Notification Hubs Overview
Azure Notification Hubs provide an easy-to-use infrastructure that enables you to send mobile push notifications from any backend (in the cloud or on-premises) to any mobile platform.
With Notification Hubs you can easily send cross-platform, personalized push notifications, abstracting the details of the different platform notification systems (PNSs). With a single API call, you can target individual users or entire audience segments containing millions of users, across all their devices.
You can use Notification Hubs for both enterprise and consumer scenarios. For example:
Send breaking news notifications to millions with low latency (Notification Hubs powers Bing applications pre-installed on all Windows and Windows Phone devices).
Send location-based coupons to user segments.
Send event notifications to users or groups for sports/finance/games applications.
Notify users of enterprise events like new messages/emails, and sales leads.
Send one-time-passwords required for multi-factor authentication.
What are Push Notifications?
Smartphones and tablets are able to "notify" users when an event has occurred. On Windows Store and Windows Phone applications, the notification results in a toast (a modeless window appearing at the top of the screen) or with tile updates on the Start screen. Similarly, on Android and Apple iOS devices, notifications appear grouped in a notification panel easily accessible from the top of the screen.
Push notifications help app backends display fresh information on mobile devices even when the app on the device is not active.
Push notifications are delivered through platform-specific infrastructures called Platform Notification Systems (PNS). A PNS offers barebones functions (that is, no support for broadcast or personalization) and the platform-specific PNSs have no common interface. For example, in order to send a notification to a Windows Store app, a developer must contact the WNS (Windows Notification Service). To send a notification to an iOS device, the same developer contacts APNS (Apple Push Notification Service), and sends the message a second time. The process is similar for Windows Phone 8, and Android apps.
At a high level, all platform notification systems follow the same pattern:
The client application contacts the PNS to retrieve its handle. The handle type depends on the system. For WNS, it is a URI or "notification channel." For APNS, it is a token.
The client application stores this handle in the app backend for later usage. For WNS, the backend is typically a cloud service. For Apple, the system is called a provider.
To send a push notification, the app backend contacts the PNS using the handle to target an instance of a specific client application.
The PNS forwards the notification to the device specified by the handle.
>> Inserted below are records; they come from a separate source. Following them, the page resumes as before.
fn replace_answer_key(
    state: &ExamState,
    answer_key: AnswerKey,
    config: &ExamConfig,
) -> Result<ExamState, TransitionError> {
    check_question_range(answer_key.keys(), config)?;
    for question in 1..=config.total_questions {
        if !answer_key.contains_key(&question) {
            return Err(TransitionError::IncompleteAnswerKey {
                missing: question,
                total: config.total_questions,
            });
        }
    }

    let mut next = state.clone();
    next.submissions = scoring::recalculate_all(&state.submissions, &answer_key, config);
    next.answer_key = answer_key;
    Ok(next)
}

fn file_appeal(
    state: &ExamState,
    question: QuestionNumber,
    national_id: String,
    justification: String,
    config: &ExamConfig,
    now: DateTime<Utc>,
) -> Result<ExamState, TransitionError> {
    if question == 0 || question > config.total_questions {
        return Err(TransitionError::QuestionOutOfRange {
            question,
            total: config.total_questions,
        });
    }
    if let Some(deadline) = state.appeal_deadline {
        if now > deadline {
            return Err(TransitionError::AppealDeadlinePassed);
        }
    }
    let Some(submission) = state.find_submission(&national_id) else {
        return Err(TransitionError::UnknownCandidate(national_id));
    };

    let appeal = Appeal {
        id: state.next_appeal_id(),
        question,
        national_id,
        nickname: submission.candidate.nickname.clone(),
        justification,
        created_at: now,
        status: AppealStatus::Pending,
        decision: None,
        new_answer: None,
    };

    let mut next = state.clone();
    next.appeals.push(appeal);
    Ok(next)
}

fn resolve_appeal(
    state: &ExamState,
    appeal_id: &str,
    verdict: Verdict,
    config: &ExamConfig,
) -> Result<ExamState, TransitionError> {
    let Some(appeal) = state.find_appeal(appeal_id) else {
        return Err(TransitionError::UnknownAppeal(appeal_id.to_string()));
    };
    if appeal.status != AppealStatus::Pending {
        return Err(TransitionError::AppealAlreadyResolved(appeal_id.to_string()));
    }

    let resolution = appeal::resolve(appeal, verdict, &state.answer_key);

    let mut next = state.clone();
    if resolution.recalculation_needed {
        // Key change and rescored submissions land in the same state
        // value; no observer can see one without the other.
        next.submissions =
            scoring::recalculate_all(&state.submissions, &resolution.answer_key, config);
        next.answer_key = resolution.answer_key;
    }
    for stored in next.appeals.iter_mut() {
        if stored.id == appeal_id {
            *stored = resolution.appeal;
            break;
        }
    }
    Ok(next)
}

fn check_question_range<'a, I>(questions: I, config: &ExamConfig) -> Result<(), TransitionError>
where
    I: IntoIterator<Item = &'a QuestionNumber>,
{
    for &question in questions {
        if question == 0 || question > config.total_questions {
            return Err(TransitionError::QuestionOutOfRange {
                question,
                total: config.total_questions,
            });
        }
    }
    Ok(())
}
The infrastructure required to implement this flow is fairly complex and mostly unrelated to the main business logic of the app. Some of the challenges in building an on-demand push infrastructure are:
Platform dependency. In order to send notifications to devices on different platforms, you must code multiple interfaces in the backend. Not only are the low-level details different, but also the presentation of the notification (tile, toast, or badge) is platform-dependent. These differences lead to complex and hard-to-maintain back-end code.
Scale. Scaling this infrastructure has two aspects:
Per PNS guidelines, device tokens must be refreshed every time the app is launched. This leads to a large amount of traffic (and consequent database access) just to keep the device tokens up to date. When the number of devices grows (possibly to millions), the cost of creating and maintaining this infrastructure is nontrivial.
Most PNSs do not support broadcasting to multiple devices. As such, a broadcast to millions of devices results in millions of calls to the PNSs. Being able to scale these requests is nontrivial, because app developers usually want to keep the total latency low (for example, the last device to receive the message should not receive the notification 30 minutes after the notifications has been sent, because for many cases it would defeat the purpose of having push notifications).
Routing. PNSs provide a way to send a message to a device. In most apps, however, notifications are targeted at users and/or interest groups (for example, all employees assigned to a certain customer account). As such, the app backend must maintain a registry that associates interest groups with device tokens in order to route the notifications to the correct devices. This overhead adds to the total time to market and maintenance costs of an application.
Monitoring and Telemetry. Tracking and aggregating the outcomes of millions of notifications is not trivial, and it is usually an important component of any solution that uses push notifications.
Using Notification Hubs
Notification Hubs eliminate one major complexity: you do not have to manage the challenges of push notifications. Instead, you can use a Notification Hub. Notification Hubs use a full multiplatform, scaled-out push notification infrastructure, and considerably reduce the push-specific code that runs in the app backend. Notification Hubs implement all the functionality of a push infrastructure. Devices are only responsible for registering PNS handles, and the backend is responsible for sending platform-independent messages to users or interest groups, as shown in the following figure:
Notification Hubs provide a push infrastructure with the following advantages:
Multiple platforms:
Support for all major mobile platforms (Windows/Windows Phone, iOS, Android).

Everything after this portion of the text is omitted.